About a third of individuals suffering from depression are at risk for treatment resistance, which is usually diagnosed when two different prescribed medications fail to improve symptoms.

In recent years, the drug ketamine, an hallucinogen and veterinary anaesthetic, has been trialled successfully as a breakthrough treatment for severe depression – but it carries the risks of addiction, and can have side effects such as amnesia.

When abused, notably as a party drug, it can actually cause depression.

Ketamine works buy by blocking molecules on nerve cells called N-methyl-D-aspartate (NMDA) receptors – and it was thought that nitrous oxide might work the same way, without ketamine’s risks of addiction or extreme side effects.

Previous research by the same team

The lead investigators of the study were Dr Charles R Conway, a professor of psychiatry at Washington University, and Dr Peter Nagele, MD, professor and chair of the Department of Anaesthesia & Critical Care at the University of Chicago.

In 2014, they conducted a proof-of-concept study that used a 50 per cent nitrous oxide and 50 per cent oxygen mixture.

Participants with treatment-resistant depression were exposed for an hour to the laughing gas mixture or to a placebo.

The study reported “rapid and marked” antidepressant effects, but the 50-50 mixture caused some participants to be nauseated, and others reported headaches.

The new study

According to a statement from Washington University, the new study involved 24 patients.

Each received three treatments about one month apart.

In one session, the patients breathed gas for an hour that was half nitrous oxide, half oxygen.

In a second treatment, the same patients breathed a solution that was 25 per cent nitrous oxide.

A third treatment, the placebo, involved breathing only oxygen, with no nitrous oxide.

In effect, the participants served as both experimental and control participants.

“You can’t really get a better comparison group than when you compare a person to himself or herself,” Dr Nagele said.

“Serving as your own control is ideal. The alternative is studying the effects of a drug in two similar groups of people in which you either get one treatment or another. But the problem with that is that you need much larger numbers of patients before you really can draw conclusions.”

The study found that nitrous oxide – both at 25 per cent and in a 50-50 mixture with oxygen – improved depression in 17 of the participants.

The 50-50 mixture dosage had greater antidepressant effects two weeks after treatment, but the 25 per cent dose was associated with fewer adverse events, the most common of which was feeling nauseated.

“Only when people got the 50 per cent dose did they experience nausea,” Dr Conway said.
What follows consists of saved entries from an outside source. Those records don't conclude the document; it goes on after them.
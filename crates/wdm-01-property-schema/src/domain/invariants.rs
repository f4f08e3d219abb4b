//! # Domain Invariants
//!
//! Structural rules every trait schema must satisfy before it is used.

use super::entities::PropertyInfo;
use super::errors::SchemaError;
use super::handle_set::HandleSet;
use shared_types::{PropertyHandle, SchemaVersion, TypeTag};
use std::collections::HashSet;

/// Invariant: the map has a root entry.
pub fn invariant_has_root(properties: &[PropertyInfo]) -> Result<(), SchemaError> {
    if properties.is_empty() {
        return Err(SchemaError::EmptySchema);
    }
    Ok(())
}

/// Largest property map a 16-bit handle can address, root included.
pub const MAX_PROPERTIES: usize = u16::MAX as usize + 1;

/// Invariant: every entry is addressable by a [`PropertyHandle`].
pub fn invariant_handle_range(properties: &[PropertyInfo]) -> Result<(), SchemaError> {
    if properties.len() > MAX_PROPERTIES {
        return Err(SchemaError::TooManyProperties(properties.len()));
    }
    Ok(())
}

/// Invariant: every non-root entry's parent precedes it.
///
/// This rules out cycles and lets traversals rely on descendants having a
/// higher index than their ancestors.
pub fn invariant_parent_precedes(properties: &[PropertyInfo]) -> Result<(), SchemaError> {
    for (index, info) in properties.iter().enumerate().skip(1) {
        if info.parent.index() >= index {
            return Err(SchemaError::CyclicOrInvalidParent {
                handle: PropertyHandle(index as u16),
                parent: info.parent,
            });
        }
    }
    Ok(())
}

/// Invariant: siblings have distinct tags.
pub fn invariant_unique_sibling_tags(properties: &[PropertyInfo]) -> Result<(), SchemaError> {
    let mut seen = HashSet::with_capacity(properties.len());
    for info in properties.iter().skip(1) {
        if !seen.insert((info.parent, info.tag)) {
            return Err(SchemaError::DuplicateTag {
                parent: info.parent,
                tag: info.tag,
            });
        }
    }
    Ok(())
}

/// Invariant: `min <= max`.
pub fn invariant_version_range(
    min: SchemaVersion,
    max: SchemaVersion,
) -> Result<(), SchemaError> {
    if min > max {
        return Err(SchemaError::InvalidVersionRange {
            min: min.0,
            max: max.0,
        });
    }
    Ok(())
}

/// Invariant: one leaf type slot per property, and every leaf has a type.
pub fn invariant_leaf_types(
    properties: &[PropertyInfo],
    leaf_types: &[Option<TypeTag>],
) -> Result<(), SchemaError> {
    if leaf_types.len() != properties.len() {
        return Err(SchemaError::TableLengthMismatch {
            properties: properties.len(),
            leaf_types: leaf_types.len(),
        });
    }
    let mut has_children = vec![false; properties.len()];
    for info in properties.iter().skip(1) {
        if let Some(slot) = has_children.get_mut(info.parent.index()) {
            *slot = true;
        }
    }
    for (index, ty) in leaf_types.iter().enumerate().skip(1) {
        if !has_children[index] && ty.is_none() {
            return Err(SchemaError::MissingLeafType(PropertyHandle(index as u16)));
        }
    }
    Ok(())
}

/// Invariant: the root carries no flags.
pub fn invariant_unflagged_root(sets: &[&HandleSet]) -> Result<(), SchemaError> {
    if sets.iter().any(|set| set.contains(PropertyHandle::ROOT)) {
        return Err(SchemaError::FlaggedRoot);
    }
    Ok(())
}
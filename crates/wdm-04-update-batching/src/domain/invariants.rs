//! # Domain Invariants

use super::errors::BatchError;
use shared_types::DataVersion;

/// Invariant: an update is accepted iff its base version equals the
/// owner's current version.
pub fn check_base_version(base: DataVersion, current: DataVersion) -> Result<(), BatchError> {
    if base != current {
        return Err(BatchError::VersionConflict { base, current });
    }
    Ok(())
}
“When they received 25 per cent nitrous oxide, no one developed nausea. And that lower dose was just about as effective as the higher dose at relieving depression.”

Some participants were no longer clinically depressed

Of the 20 people who completed all of the study’s treatments and follow-up exams, 55 per cent (11 of 20) experienced a significant improvement in at least half of their depressive symptoms, and 40 per cent (eight of 20) were considered to be in remission – meaning they no longer were clinically depressed.

Overall, 85 per cent (17 of 20) of participants experienced “a significant enough improvement that their clinical classification moved at least one category – example, from severe to moderate depression”.

This is very promising but nitrous oxide is ordinarily given, like any anaesthetic, as part of a designated procedure, and not chronically.

The effects of prolonged use of laughing gas are yet to be determined.